事業所得ではなく、雑所得として確定申告をした場合、主に以下の3つのデメリットが挙げられます。

  • 青色申告特別控除の適用が受けられない
    これは、一定要件を満たすことで、10万円、55万円、65万円を所得から控除する事ができます。
    しかし、雑所得の場合にはこの青色申告特別控除が認められない為、事業所得か雑所得のいずれに該当するかは大きな違いとなります。
  • 青色事業専従者給与の適用を受けられない
    青色事業専従者給与とは、家族に対して給与を支給した場合に経費として計上が認められるというものになります。
    しかし、雑所得の場合には、この青色事業専従者給与の適用を受ける事が出来ない為、事業所得か雑所得のいずれで確定申告をするかは節税面で大きく異なります。
  • 赤字の損失を3年間繰り越して適用出来ない
    事業所得の場合、青色申告を申請していれば、事業所得が赤字であれば3年間は赤字を翌年以降に繰り越す事が出来ます。
    翌年に黒字となった場合には、繰り越した赤字と相殺する事が出来る為、非常に節税面として有利に働きます。
    しかし、雑所得として確定申告した場合、この3年間の繰り越しは適用する事が出来ません。

事業所得か雑所得のいずれで確定申告をするかの違いで、これらのデメリットが挙げられます。

上述した改正案に対しては、多くのコメントが寄せられ、それに対して国税庁は、300万円を超えていなくても事業性があるかどうか、帳簿書類の保存があれば事業所得と認めるなど、新たに変更されています

ですので、雑所得ではなく事業所得として有利に節税したい場合は、帳簿保存を忘れないように心掛けましょう。

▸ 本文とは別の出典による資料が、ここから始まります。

use serde::{Deserialize, Serialize};

use crate::error::{ModelError, Result};

/// Default start-of-sentence marker.
pub const START_MARKER: &str = "<START>";
/// Default end-of-sentence marker.
pub const STOP_MARKER: &str = "<STOP>";
/// Default unknown-word marker.
pub const UNKNOWN_MARKER: &str = "<UNK>";

/// Training configuration shared by every model of the workspace.
///
/// # Responsibilities
/// - Name the three reserved symbols (start, stop, unknown)
/// - Hold the rarity threshold of the unknown-word policy
/// - Control how the corpus is sharded for parallel counting
///
/// # Invariants
/// - The three markers are non-empty and pairwise distinct
/// - `min_count >= 1`
#[derive(Serialize, Deserialize, Clone, Debug, PartialEq)]
#[serde(default)]
pub struct ModelConfig {
	/// Marker expected at index 0 of every sentence.
	pub start_marker: String,

	/// Marker closing every sentence.
	pub stop_marker: String,

	/// Bucket receiving the counts of rare tokens.
	pub unknown_marker: String,

	/// Tokens seen fewer than `min_count` times are folded into `unknown_marker`.
	pub min_count: usize,

	/// Number of counting shards per CPU when the corpus is sharded.
	pub shards_per_cpu: usize,

	/// Below this many sentences per shard, counting stays on the calling thread.
	pub min_sentences_per_shard: usize,
}

impl Default for ModelConfig {
	fn default() -> Self {
		Self {
			start_marker: START_MARKER.to_owned(),
			stop_marker: STOP_MARKER.to_owned(),
			unknown_marker: UNKNOWN_MARKER.to_owned(),
			min_count: 3,
			shards_per_cpu: 8,
			min_sentences_per_shard: 1024,
		}
	}
}

impl ModelConfig {
	/// Checks the invariants listed on the type.
	///
	/// # Errors
	/// Returns `ModelError::InvalidConfig` describing the first violation found.
	pub fn validate(&self) -> Result<()> {
		let markers = [&self.start_marker, &self.stop_marker, &self.unknown_marker];
		if markers.iter().any(|m| m.is_empty()) {
			return Err(ModelError::InvalidConfig("markers cannot be empty".to_owned()));
		}
		if self.start_marker == self.stop_marker
			|| self.start_marker == self.unknown_marker
			|| self.stop_marker == self.unknown_marker
		{
			return Err(ModelError::InvalidConfig(format!(
				"markers must be distinct, got ({}, {}, {})",
				self.start_marker, self.stop_marker, self.unknown_marker
			)));
		}
		if self.min_count == 0 {
			return Err(ModelError::InvalidConfig("min_count must be >= 1".to_owned()));
		}
		Ok(())
	}

	/// Returns true for the start and stop markers, which the unknown-word
	/// policy never folds.
	pub fn is_boundary(&self, token: &str) -> bool {
		token == self.start_marker || token == self.stop_marker
	}

	/// Number of shards to split `sentences` sentences into.
	///
	/// Returns 1 when the corpus is too small to be worth a thread per shard.
	pub(crate) fn shard_count(&self, sentences: usize) -> usize {
		let per_shard = self.min_sentences_per_shard.max(1);
		let wanted = num_cpus::get() * self.shards_per_cpu.max(1);
		wanted.min(sentences / per_shard).max(1)
	}
}

#[cfg(test)]
mod tests {
	use super::*;

	#[test]
	fn test_default_is_valid() {
		let config = ModelConfig::default();
		assert!(config.validate().is_ok());
		assert!(config.is_boundary("<START>"));
		assert!(config.is_boundary("<STOP>"));
		assert!(!config.is_boundary("<UNK>"));
	}

	#[test]
	fn test_rejects_clashing_markers() {
		let config = ModelConfig { stop_marker: "<START>".to_owned(), ..Default::default() };
		assert!(matches!(config.validate(), Err(ModelError::InvalidConfig(_))));

		let config = ModelConfig { unknown_marker: String::new(), ..Default::default() };
		assert!(config.validate().is_err());

		let config = ModelConfig { min_count: 0, ..Default::default() };
		assert!(config.validate().is_err());
	}

	#[test]
	fn test_small_corpus_is_not_sharded() {
		let config = ModelConfig::default();
		assert_eq!(config.shard_count(0), 1);
		assert_eq!(config.shard_count(10), 1);

		let config = ModelConfig { min_sentences_per_shard: 1, shards_per_cpu: 1, ..Default::default() };
		assert_eq!(config.shard_count(1_000_000), num_cpus::get());
	}
}
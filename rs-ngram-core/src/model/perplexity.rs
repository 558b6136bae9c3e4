use crate::error::{ModelError, Result};

/// Common scoring interface of every model in the crate.
///
/// `Params` is what a caller picks per evaluation: the additive smoothing
/// constant for single-order models, the interpolation weights for
/// `InterpolatedModel`.
pub trait LanguageModel {
	type Params: Copy;

	/// Short human readable name ("unigram", "bigram", ...).
	fn name(&self) -> &str;

	/// Sum of the base-2 log-probabilities of `sentence`.
	///
	/// Index 0 is the start marker and is never predicted.
	fn log_likelihood<S: AsRef<str>>(&self, sentence: &[S], params: Self::Params) -> Result<f64>;

	/// Corpus perplexity of `sentences`.
	///
	/// See [`perplexity`].
	fn perplexity<S: AsRef<str>>(&self, sentences: &[Vec<S>], params: Self::Params) -> Result<f64> {
		perplexity(sentences, |sentence| self.log_likelihood(sentence, params))
	}
}

/// Number of scored tokens of a sentence: every token after the first.
pub fn scored_tokens<S>(sentence: &[S]) -> usize {
	sentence.len().saturating_sub(1)
}

/// Aggregates per-sentence log-likelihoods into `2^(-LL / M)`.
///
/// `M` is the number of scored tokens over the whole corpus, including the
/// positions a model skipped because their n-gram was unseen.
///
/// # Errors
/// - `ModelError::NoScoredTokens` if `M == 0`.
/// - Any error raised by `log_likelihood`, unchanged.
pub fn perplexity<S, F>(sentences: &[Vec<S>], mut log_likelihood: F) -> Result<f64>
where
	F: FnMut(&[S]) -> Result<f64>,
{
	let mut total = 0.0;
	let mut m = 0usize;
	for sentence in sentences {
		total += log_likelihood(sentence)?;
		m += scored_tokens(sentence);
	}
	if m == 0 {
		return Err(ModelError::NoScoredTokens);
	}
	let average = -total / m as f64;
	Ok(average.exp2())
}
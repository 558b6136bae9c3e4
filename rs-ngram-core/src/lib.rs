//! Statistical n-gram language models.
//!
//! This crate counts unigrams, bigrams and trigrams over tokenized sentences
//! and scores evaluation sentences by log-likelihood and perplexity:
//! - Unknown-word folding of rare tokens
//! - Additive smoothing for every single-order model
//! - Fixed-weight linear interpolation across orders
//! - Parallel counting with additive merging of partial tables
//!
//! A tokenized sentence is a sequence of tokens starting with the start marker
//! and ending with the stop marker (`<START>` and `<STOP>` by default).
//!
//! ```rust
//! use rs_ngram_core::model::bigram::BigramModel;
//! use rs_ngram_core::model::perplexity::LanguageModel;
//!
//! let sentences = vec![vec!["<START>", "hello", "<STOP>"]; 3];
//! let mut model = BigramModel::new();
//! model.train(&sentences);
//! let perplexity = model.perplexity(&sentences, 0.0).unwrap();
//! assert_eq!(perplexity, 1.0);
//! ```

/// N-gram models, interpolation and perplexity.
pub mod model;

/// Error type shared by every model.
pub mod error;

/// Corpus files: loading tokenized sentences, listing and splitting corpora.
pub mod io;

pub use error::{ModelError, Result};
pub use model::bigram::BigramModel;
pub use model::config::ModelConfig;
pub use model::interpolated::{InterpolatedModel, InterpolationWeights, TrainingSummary};
pub use model::perplexity::LanguageModel;
pub use model::trigram::TrigramModel;
pub use model::unigram::UnigramModel;
use std::collections::BTreeMap;

use rand::seq::SliceRandom;
use serde::Serialize;
use thiserror::Error;
use tracing::info;

use crate::{
    catalog::{Catalog, SettlementKind},
    cell::{Cell, DangerLevel},
    generation::{DistrictPartitioner, GenerationError, Partition, RegionGrower},
    map::{MapError, SettlementCellMap},
    rng::RngManager,
    spatial::Coord,
};

const REGION_STREAM: &str = "region";
const DISTRICT_STREAM: &str = "districts";
const NAME_STREAM: &str = "names";

#[derive(Debug, Error)]
pub enum SessionError {
    #[error("no settlement has been generated yet")]
    NoSettlement,
    #[error("{kind} name pool is empty")]
    EmptyNamePool { kind: SettlementKind },
    #[error(transparent)]
    Generation(#[from] GenerationError),
    #[error(transparent)]
    Map(#[from] MapError),
}

#[derive(Debug, Clone, Default)]
pub struct SessionSettings {
    /// Master seed; `None` seeds from the platform generator.
    pub seed: Option<u64>,
}

pub struct SessionBuilder {
    settings: SessionSettings,
    catalog: Catalog,
}

impl SessionBuilder {
    pub fn new(settings: SessionSettings) -> Self {
        Self {
            settings,
            catalog: Catalog::builtin(),
        }
    }

    pub fn with_catalog(mut self, catalog: Catalog) -> Self {
        self.catalog = catalog;
        self
    }

    pub fn build(self) -> Session {
        let rng = match self.settings.seed {
            Some(seed) => RngManager::new(seed),
            None => RngManager::from_entropy(),
        };
        Session {
            grower: RegionGrower::new(self.catalog.growth.clone()),
            partitioner: DistrictPartitioner::new(self.catalog.partition.clone()),
            catalog: self.catalog,
            rng,
            current: None,
        }
    }
}

/// The settlement currently on display.
#[derive(Debug, Clone)]
pub struct Settlement {
    pub name: String,
    pub kind: SettlementKind,
    pub map: SettlementCellMap,
}

#[derive(Debug, Clone, Serialize)]
pub struct GenerationReport {
    pub name: String,
    pub kind: SettlementKind,
    pub seed: u64,
    pub grid_size: u32,
    pub target_cells: usize,
    pub footprint_cells: usize,
    pub districts: BTreeMap<String, usize>,
    pub skipped: Vec<String>,
}

/// Owns the catalog, the random streams and the one mutable cell map.
pub struct Session {
    catalog: Catalog,
    grower: RegionGrower,
    partitioner: DistrictPartitioner,
    rng: RngManager,
    current: Option<Settlement>,
}

impl Session {
    /// Replace the current settlement with a freshly generated one of `kind`.
    pub fn generate(&mut self, kind: SettlementKind) -> Result<GenerationReport, SessionError> {
        let profile = self.catalog.profile(kind);

        let name = profile
            .names
            .choose(&mut self.rng.stream(NAME_STREAM))
            .cloned()
            .ok_or(SessionError::EmptyNamePool { kind })?;

        let blob = self.grower.grow(
            profile.grid_size,
            profile.target_cells,
            profile.avoid_edges,
            &mut self.rng.stream(REGION_STREAM),
        )?;

        let specs = profile.district_specs();
        let partition: Partition =
            self.partitioner
                .partition(&blob, &specs, &mut self.rng.stream(DISTRICT_STREAM));

        let mut map = SettlementCellMap::new(profile.grid_size);
        map.apply_partition(&partition)?;

        let report = GenerationReport {
            name: name.clone(),
            kind,
            seed: self.rng.seed(),
            grid_size: profile.grid_size,
            target_cells: profile.target_cells,
            footprint_cells: blob.len(),
            districts: specs
                .iter()
                .map(|spec| (spec.name.clone(), partition.cells(&spec.name)))
                .collect(),
            skipped: partition.skipped.clone(),
        };
        info!(
            name = %report.name,
            kind = %kind,
            footprint = report.footprint_cells,
            skipped = report.skipped.len(),
            "settlement generated"
        );

        self.current = Some(Settlement { name, kind, map });
        Ok(report)
    }

    pub fn catalog(&self) -> &Catalog {
        &self.catalog
    }

    pub fn seed(&self) -> u64 {
        self.rng.seed()
    }

    pub fn settlement(&self) -> Option<&Settlement> {
        self.current.as_ref()
    }

    pub fn map(&self) -> Option<&SettlementCellMap> {
        self.current.as_ref().map(|settlement| &settlement.map)
    }

    pub fn cell(&self, coord: Coord) -> Option<&Cell> {
        self.map().and_then(|map| map.get(coord))
    }

    pub fn assign_district(&mut self, coord: Coord, district: &str) -> Result<(), SessionError> {
        Ok(self.map_mut()?.assign_district(coord, district)?)
    }

    pub fn set_point_of_interest(&mut self, coord: Coord, text: &str) -> Result<(), SessionError> {
        Ok(self.map_mut()?.set_point_of_interest(coord, text)?)
    }

    pub fn set_danger(&mut self, coord: Coord, level: DangerLevel) -> Result<(), SessionError> {
        Ok(self.map_mut()?.set_danger(coord, level)?)
    }

    pub fn clear_cell(&mut self, coord: Coord) -> Result<Option<Cell>, SessionError> {
        Ok(self.map_mut()?.clear_cell(coord)?)
    }

    fn map_mut(&mut self) -> Result<&mut SettlementCellMap, SessionError> {
        self.current
            .as_mut()
            .map(|settlement| &mut settlement.map)
            .ok_or(SessionError::NoSettlement)
    }
}
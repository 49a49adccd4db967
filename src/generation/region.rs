use std::collections::VecDeque;

use rand::Rng;
use serde::{Deserialize, Serialize};
use tracing::debug;

use super::{Blob, GenerationError};
use crate::rng::RngExt;
use crate::spatial::{Bounds, Coord};

fn default_expansion_chance() -> f64 {
    0.62
}

fn default_center_jitter() -> u32 {
    1
}

#[derive(Debug, Clone, PartialEq, Serialize, Deserialize)]
pub struct GrowthParams {
    /// Probability that a frontier cell spreads into one free neighbour.
    #[serde(default = "default_expansion_chance")]
    pub expansion_chance: f64,
    /// Largest per-axis offset of the seed from the grid center.
    #[serde(default = "default_center_jitter")]
    pub center_jitter: u32,
}

impl Default for GrowthParams {
    fn default() -> Self {
        Self {
            expansion_chance: default_expansion_chance(),
            center_jitter: default_center_jitter(),
        }
    }
}

/// Grows a randomized, 4-connected footprint out from the grid center.
pub struct RegionGrower {
    params: GrowthParams,
}

impl RegionGrower {
    pub fn new(params: GrowthParams) -> Self {
        Self { params }
    }

    pub fn params(&self) -> &GrowthParams {
        &self.params
    }

    /// Run one randomized breadth-first expansion.
    ///
    /// The result is always connected and never larger than `target_count`,
    /// but it can be smaller when every trial on the frontier fails. There is
    /// no retry.
    pub fn grow<R: Rng + ?Sized>(
        &self,
        grid_size: u32,
        target_count: usize,
        avoid_edges: bool,
        rng: &mut R,
    ) -> Result<Blob, GenerationError> {
        let grid = Bounds::grid(grid_size).ok_or(GenerationError::InvalidGrid)?;
        if target_count == 0 {
            return Err(GenerationError::InvalidTarget);
        }
        let allowed = if avoid_edges {
            Bounds::inset(grid_size)
        } else {
            Some(grid)
        };

        let start = self.pick_start(allowed.unwrap_or(grid), grid_size, rng);
        let mut filled = Blob::from([start]);
        let mut frontier = VecDeque::from([start]);

        'grow: while let Some(current) = frontier.pop_front() {
            for next in current.neighbors() {
                if filled.len() >= target_count {
                    break 'grow;
                }
                let in_bounds = allowed.is_some_and(|bounds| bounds.contains(next));
                if !in_bounds || filled.contains(&next) {
                    continue;
                }
                if rng.chance(self.params.expansion_chance) {
                    filled.insert(next);
                    frontier.push_back(next);
                }
            }
        }

        if filled.len() < target_count {
            debug!(
                grown = filled.len(),
                target = target_count,
                "footprint frontier died out before reaching target"
            );
        }
        Ok(filled)
    }

    fn pick_start<R: Rng + ?Sized>(&self, within: Bounds, grid_size: u32, rng: &mut R) -> Coord {
        let center = grid_size / 2;
        let jitter = i64::from(self.params.center_jitter);
        if jitter == 0 {
            return Coord::new(center, center);
        }
        let mut offset = |axis: u32| {
            let shifted = i64::from(axis) + rng.gen_range(-jitter..=jitter);
            shifted.clamp(0, i64::from(u32::MAX)) as u32
        };
        let x = offset(center);
        let y = offset(center);
        within.clamp(Coord::new(x, y))
    }
}

#[cfg(test)]
mod tests {
    use super::*;
    use crate::spatial::is_connected;
    use rand::SeedableRng;
    use rand_chacha::ChaCha8Rng;

    fn grower(expansion_chance: f64, center_jitter: u32) -> RegionGrower {
        RegionGrower::new(GrowthParams {
            expansion_chance,
            center_jitter,
        })
    }

    #[test]
    fn test_certain_growth_fills_diamond() {
        let mut rng = ChaCha8Rng::seed_from_u64(3);
        let blob = grower(1.0, 0).grow(5, 9, false, &mut rng).unwrap();

        let expected: Blob = [
            (2, 2),
            (2, 1),
            (2, 3),
            (1, 2),
            (3, 2),
            (2, 0),
            (1, 1),
            (3, 1),
            (2, 4),
        ]
        .into_iter()
        .map(|(x, y)| Coord::new(x, y))
        .collect();
        assert_eq!(blob, expected);
    }

    #[test]
    fn test_zero_chance_keeps_only_seed() {
        let mut rng = ChaCha8Rng::seed_from_u64(3);
        let blob = grower(0.0, 0).grow(9, 20, false, &mut rng).unwrap();
        assert_eq!(blob, Blob::from([Coord::new(4, 4)]));
    }

    #[test]
    fn test_certain_growth_fills_whole_grid() {
        let mut rng = ChaCha8Rng::seed_from_u64(3);
        let blob = grower(1.0, 1).grow(6, 100, false, &mut rng).unwrap();
        assert_eq!(blob.len(), 36);
    }

    #[test]
    fn test_avoid_edges_keeps_margin() {
        let mut rng = ChaCha8Rng::seed_from_u64(11);
        let blob = grower(1.0, 0).grow(7, 100, true, &mut rng).unwrap();
        assert_eq!(blob.len(), 25);
        assert!(blob
            .iter()
            .all(|c| (1..=5).contains(&c.x) && (1..=5).contains(&c.y)));
    }

    #[test]
    fn test_avoid_edges_on_tiny_grid_stalls() {
        let mut rng = ChaCha8Rng::seed_from_u64(11);
        let blob = grower(1.0, 1).grow(2, 4, true, &mut rng).unwrap();
        assert_eq!(blob.len(), 1);
    }

    #[test]
    fn test_single_cell_grid() {
        let mut rng = ChaCha8Rng::seed_from_u64(11);
        let blob = grower(0.6, 1).grow(1, 5, false, &mut rng).unwrap();
        assert_eq!(blob, Blob::from([Coord::new(0, 0)]));
    }

    #[test]
    fn test_rejects_invalid_input() {
        let mut rng = ChaCha8Rng::seed_from_u64(11);
        assert_eq!(
            grower(0.6, 1).grow(0, 5, false, &mut rng),
            Err(GenerationError::InvalidGrid)
        );
        assert_eq!(
            grower(0.6, 1).grow(5, 0, false, &mut rng),
            Err(GenerationError::InvalidTarget)
        );
    }

    #[test]
    fn test_random_growth_is_connected_and_bounded() {
        for seed in 0..50 {
            let mut rng = ChaCha8Rng::seed_from_u64(seed);
            let blob = grower(0.62, 2).grow(16, 80, seed % 2 == 0, &mut rng).unwrap();
            assert!(!blob.is_empty());
            assert!(blob.len() <= 80);
            assert!(blob.iter().all(|c| c.x < 16 && c.y < 16));
            assert!(is_connected(&blob), "seed {seed} produced a split footprint");
        }
    }

    #[test]
    fn test_seeded_growth_is_reproducible() {
        let a = grower(0.62, 1)
            .grow(20, 150, true, &mut ChaCha8Rng::seed_from_u64(99))
            .unwrap();
        let b = grower(0.62, 1)
            .grow(20, 150, true, &mut ChaCha8Rng::seed_from_u64(99))
            .unwrap();
        assert_eq!(a, b);
    }
}
//! Sparse per-cell settlement state
//!
//! Only cells that generation or an edit touched are stored. Every stored cell
//! carries a non-empty district; annotation edits on an untouched cell create
//! it under [`UNASSIGNED_DISTRICT`](crate::cell::UNASSIGNED_DISTRICT).

use std::collections::{BTreeMap, HashMap};

use thiserror::Error;

use crate::cell::{Cell, DangerLevel};
use crate::generation::Partition;
use crate::spatial::Coord;

#[derive(Debug, Clone, Error, PartialEq, Eq)]
pub enum MapError {
    #[error("cell {coord} lies outside the {grid_size}x{grid_size} grid")]
    OutOfBounds { coord: Coord, grid_size: u32 },
    #[error("district name must not be empty")]
    EmptyDistrict,
}

#[derive(Debug, Clone, Default)]
pub struct SettlementCellMap {
    grid_size: u32,
    cells: HashMap<Coord, Cell>,
}

impl SettlementCellMap {
    pub fn new(grid_size: u32) -> Self {
        Self {
            grid_size,
            cells: HashMap::new(),
        }
    }

    pub fn grid_size(&self) -> u32 {
        self.grid_size
    }

    pub fn len(&self) -> usize {
        self.cells.len()
    }

    pub fn is_empty(&self) -> bool {
        self.cells.is_empty()
    }

    pub fn get(&self, coord: Coord) -> Option<&Cell> {
        self.cells.get(&coord)
    }

    pub fn contains(&self, coord: Coord) -> bool {
        self.cells.contains_key(&coord)
    }

    /// Present cells in row-major order.
    pub fn iter(&self) -> impl Iterator<Item = (Coord, &Cell)> {
        let mut entries: Vec<_> = self.cells.iter().map(|(c, cell)| (*c, cell)).collect();
        entries.sort_by_key(|(coord, _)| *coord);
        entries.into_iter()
    }

    pub fn clear(&mut self) {
        self.cells.clear();
    }

    pub fn assign_district(&mut self, coord: Coord, district: &str) -> Result<(), MapError> {
        self.check_bounds(coord)?;
        if district.trim().is_empty() {
            return Err(MapError::EmptyDistrict);
        }
        self.cells
            .entry(coord)
            .and_modify(|cell| cell.district = district.to_string())
            .or_insert_with(|| Cell::new(district));
        Ok(())
    }

    pub fn set_point_of_interest(&mut self, coord: Coord, text: &str) -> Result<(), MapError> {
        self.touch(coord)?.point_of_interest = Some(text.to_string());
        Ok(())
    }

    pub fn set_danger(&mut self, coord: Coord, level: DangerLevel) -> Result<(), MapError> {
        self.touch(coord)?.danger = Some(level);
        Ok(())
    }

    /// Remove the point of interest; the cell itself stays. No-op on an
    /// untouched cell.
    pub fn clear_point_of_interest(&mut self, coord: Coord) -> Result<(), MapError> {
        self.check_bounds(coord)?;
        if let Some(cell) = self.cells.get_mut(&coord) {
            cell.point_of_interest = None;
        }
        Ok(())
    }

    pub fn clear_danger(&mut self, coord: Coord) -> Result<(), MapError> {
        self.check_bounds(coord)?;
        if let Some(cell) = self.cells.get_mut(&coord) {
            cell.danger = None;
        }
        Ok(())
    }

    /// Remove the cell entirely. Returns what was stored there.
    pub fn clear_cell(&mut self, coord: Coord) -> Result<Option<Cell>, MapError> {
        self.check_bounds(coord)?;
        Ok(self.cells.remove(&coord))
    }

    /// Write every chunk of `partition` into the map as district assignments.
    pub fn apply_partition(&mut self, partition: &Partition) -> Result<(), MapError> {
        for (district, chunk) in &partition.chunks {
            for &coord in chunk {
                self.assign_district(coord, district)?;
            }
        }
        Ok(())
    }

    /// Cell count per district, sentinel included.
    pub fn district_sizes(&self) -> BTreeMap<String, usize> {
        let mut sizes = BTreeMap::new();
        for cell in self.cells.values() {
            *sizes.entry(cell.district.clone()).or_insert(0) += 1;
        }
        sizes
    }

    pub fn cells_in_district(&self, district: &str) -> Vec<Coord> {
        let mut coords: Vec<Coord> = self
            .cells
            .iter()
            .filter(|(_, cell)| cell.district == district)
            .map(|(coord, _)| *coord)
            .collect();
        coords.sort();
        coords
    }

    fn touch(&mut self, coord: Coord) -> Result<&mut Cell, MapError> {
        self.check_bounds(coord)?;
        Ok(self.cells.entry(coord).or_insert_with(Cell::unassigned))
    }

    fn check_bounds(&self, coord: Coord) -> Result<(), MapError> {
        if coord.x < self.grid_size && coord.y < self.grid_size {
            Ok(())
        } else {
            Err(MapError::OutOfBounds {
                coord,
                grid_size: self.grid_size,
            })
        }
    }
}

#[cfg(test)]
mod tests {
    use super::*;
    use crate::cell::UNASSIGNED_DISTRICT;

    #[test]
    fn test_assign_preserves_annotations() {
        let mut map = SettlementCellMap::new(4);
        let c = Coord::new(1, 2);
        map.set_point_of_interest(c, "Well").unwrap();
        map.set_danger(c, DangerLevel::Risky).unwrap();
        map.assign_district(c, "Market").unwrap();

        let cell = map.get(c).unwrap();
        assert_eq!(cell.district, "Market");
        assert_eq!(cell.point_of_interest.as_deref(), Some("Well"));
        assert_eq!(cell.danger, Some(DangerLevel::Risky));
    }

    #[test]
    fn test_assign_is_idempotent() {
        let mut once = SettlementCellMap::new(4);
        once.assign_district(Coord::new(0, 0), "Docks").unwrap();
        let mut twice = SettlementCellMap::new(4);
        twice.assign_district(Coord::new(0, 0), "Docks").unwrap();
        twice.assign_district(Coord::new(0, 0), "Docks").unwrap();

        assert_eq!(once.get(Coord::new(0, 0)), twice.get(Coord::new(0, 0)));
        assert_eq!(twice.len(), 1);
    }

    #[test]
    fn test_annotation_creates_sentinel_cell() {
        let mut map = SettlementCellMap::new(4);
        map.set_danger(Coord::new(3, 3), DangerLevel::Deadly).unwrap();
        let cell = map.get(Coord::new(3, 3)).unwrap();
        assert_eq!(cell.district, UNASSIGNED_DISTRICT);
        assert_eq!(cell.danger, Some(DangerLevel::Deadly));
    }

    #[test]
    fn test_clear_cell_removes_key() {
        let mut map = SettlementCellMap::new(4);
        let c = Coord::new(2, 2);
        map.assign_district(c, "Temple").unwrap();
        map.set_point_of_interest(c, "Shrine").unwrap();

        let removed = map.clear_cell(c).unwrap();
        assert_eq!(removed.map(|cell| cell.district), Some("Temple".to_string()));
        assert!(map.get(c).is_none());
        assert!(map.is_empty());

        map.set_point_of_interest(c, "Ruined shrine").unwrap();
        let cell = map.get(c).unwrap();
        assert_eq!(cell.district, UNASSIGNED_DISTRICT);
        assert_eq!(cell.point_of_interest.as_deref(), Some("Ruined shrine"));
    }

    #[test]
    fn test_clear_fields_keep_cell() {
        let mut map = SettlementCellMap::new(4);
        let c = Coord::new(0, 1);
        map.set_point_of_interest(c, "Gate").unwrap();
        map.set_danger(c, DangerLevel::Unsafe).unwrap();
        map.clear_point_of_interest(c).unwrap();
        map.clear_danger(c).unwrap();

        assert_eq!(map.get(c), Some(&Cell::unassigned()));
        map.clear_danger(Coord::new(3, 0)).unwrap();
        assert!(!map.contains(Coord::new(3, 0)));
    }

    #[test]
    fn test_out_of_bounds_is_rejected() {
        let mut map = SettlementCellMap::new(4);
        let outside = Coord::new(4, 0);
        let expected = MapError::OutOfBounds {
            coord: outside,
            grid_size: 4,
        };
        assert_eq!(map.assign_district(outside, "Docks"), Err(expected.clone()));
        assert_eq!(map.set_danger(outside, DangerLevel::Safe), Err(expected.clone()));
        assert_eq!(map.clear_cell(outside), Err(expected));
        assert!(map.is_empty());
    }

    #[test]
    fn test_empty_district_is_rejected() {
        let mut map = SettlementCellMap::new(4);
        assert_eq!(
            map.assign_district(Coord::new(0, 0), "  "),
            Err(MapError::EmptyDistrict)
        );
        assert!(map.is_empty());
    }

    #[test]
    fn test_district_sizes_and_lookup() {
        let mut map = SettlementCellMap::new(4);
        map.assign_district(Coord::new(1, 0), "Docks").unwrap();
        map.assign_district(Coord::new(0, 0), "Docks").unwrap();
        map.assign_district(Coord::new(0, 1), "Keep").unwrap();
        map.set_point_of_interest(Coord::new(3, 3), "Cairn").unwrap();

        let sizes = map.district_sizes();
        assert_eq!(sizes["Docks"], 2);
        assert_eq!(sizes["Keep"], 1);
        assert_eq!(sizes[UNASSIGNED_DISTRICT], 1);
        assert_eq!(
            map.cells_in_district("Docks"),
            vec![Coord::new(0, 0), Coord::new(1, 0)]
        );

        let order: Vec<Coord> = map.iter().map(|(c, _)| c).collect();
        assert_eq!(
            order,
            vec![
                Coord::new(0, 0),
                Coord::new(1, 0),
                Coord::new(0, 1),
                Coord::new(3, 3)
            ]
        );
    }
}
// Pipeline processing: per-record normalization, then the dataset commit

pub mod normalize;
pub mod replace;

本業で勤務している人に副業をしている事がバレないようにする為には

本業で勤めている会社に副業収入があることがバレてしまうケースは、主に以下2つから考えられます。

  • 住民税の金額
  • 同僚によるタレコミ

住民税の徴収金額が異なりバレるケース

住民税は前年の所得金額によって納付額が決定し、納付書が勤務先である会社に届きます。

この納付書に記載されている住民税の金額が会社が把握する金額と大きく異なる場合に、副業収入がある事がバレてしまう可能性があります。

バレない為には、自分で確定申告を行う際に住民税の納付を自分で行う「普通徴収」にチェックを入れることにより回避する事が出来ます。

会社の同僚によるタレコミでバレるケース

同僚に副業をしている事を話してしまい、バレてしまうケースです。

信頼している同僚であれば問題ないかもしれませんが、お昼の休憩時間や会食などお酒が入っている場合、ついつい話してしまう事も可能性としてゼロではありません。

バレないようにする為には、社内の同僚に副業をしている事を話すのも極力控えるべきです。

まとめ

以上が、サラリーマンで副業をしている人へ向けた確定申告の流れと本業でバレない様にするための注意点です。

近年では、副業をしている人も非常に増えてきており、副業が軌道に乗って本業収入を上回っている人も多く見受けられます。

本業にバレない様にする為に、確定申告時において住民税の納付方法を普通徴収に選択する、同僚に副業の事を話さない等、本業に支障が出る様な事は極力避けて、副業による収入もしっかりと確定申告を忘れずに行いましょう。